C’est devant le comité des voies et moyens que le débat s’est d’abord engagé. M. Wells y défendait son rapport, qui a été vivement attaqué, au nom des industriels de la Pensylvanie, par M. William D. Kelley, membre du comité, un rude jouteur que ce M. Kelley, mais plus fort sur les anecdotes que sur les principes ! Dès le début de sa controverse, il en cite une assez curieuse. Pour établir que les excès de fiscalité n’étaient pas sans influence sur le mouvement des caisses d’épargne, M. Wells avait dû ramener le chiffre net des dépôts à leur valeur en numéraire, calculée probablement pour le jour où il avait mis la dernière main à son rapport. Le cours avait varié depuis : grande découverte et moyen oratoire pour M. Kelley ! « S’il en est ainsi, dit-il, quelle a dû être la situation de nos pauvres caisses d’épargne dans la terrible journée du 24 septembre dernier, quand de 123 le cours de l’or montait à 165 en une heure, et que tel déposant vendait, à l’une des queues de la bourse de l’or, à New-York, à raison de 135, ce qu’Albert Spires achetait à l’autre queue à raison de 160 ! Or il arriva ce jour-là une singulière aventure à ce M. Spires, un lunatique bien connu. Un jeune homme qui s’était faufilé parmi les agens de change, et qui, après quelques opérations risquées, y avait fait mauvaise figure, avisa M. Spires au moment de son plus beau feu. « Du 160 pour 1 million, criait le personnage en se démenant. — Pris, dit le jeune homme en lui frappant sur l’épaule. — 2 millions encore au même taux. — Pris, » et ainsi de suite jusqu’à 13 millions de dollars, offerts et acceptés coup sur coup.

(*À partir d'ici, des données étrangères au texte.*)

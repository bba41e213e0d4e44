use super::models::{CleanupReport, LibraryStats, SortDir, SortKey, TrackFilter, TrackSummary};
use super::{Database, Result};
use crate::analyzer::record::{
    defaults, Analysis, AnalysisStatus, BpmCategory, CamelotInfo, DerivedMetrics, EnergyLevel,
    GlobalFeatures, MoodInfo, TimeSeriesPoint, TrackMetadata, RECORD_VERSION,
};
use crate::fingerprint::Fingerprint;
use crate::harmony::HarmonyModel;
use crate::mood::Mood;
use crate::tasks::TaskState;
use rusqlite::{params, OptionalExtension};
use std::collections::BTreeMap;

Et, tout calcul fait, il se trouva que le jeune banqueroutier avait gagné près de 800,000 dollars au vieux lunatique sans qu’aucun des deux y perdit 1 centime, ou en retirât une pièce d’or. » Voilà le genre de réfutations à l’usage de M. Kelley, et ce n’est vraiment pas sérieux. Dans un rapprochement entre les dépôts aux caisses d’épargne en 1860, époque où les paiemens se faisaient en or, et en 1869, où les paiemens se faisaient en papier, il n’y avait pas d’autre procédé à employer que celui de M. Wells, et il reste acquis que l’avantage pour les déposans n’est pas dans celle des deux périodes où des tarifs exorbitans ont été mis ou maintenus en vigueur.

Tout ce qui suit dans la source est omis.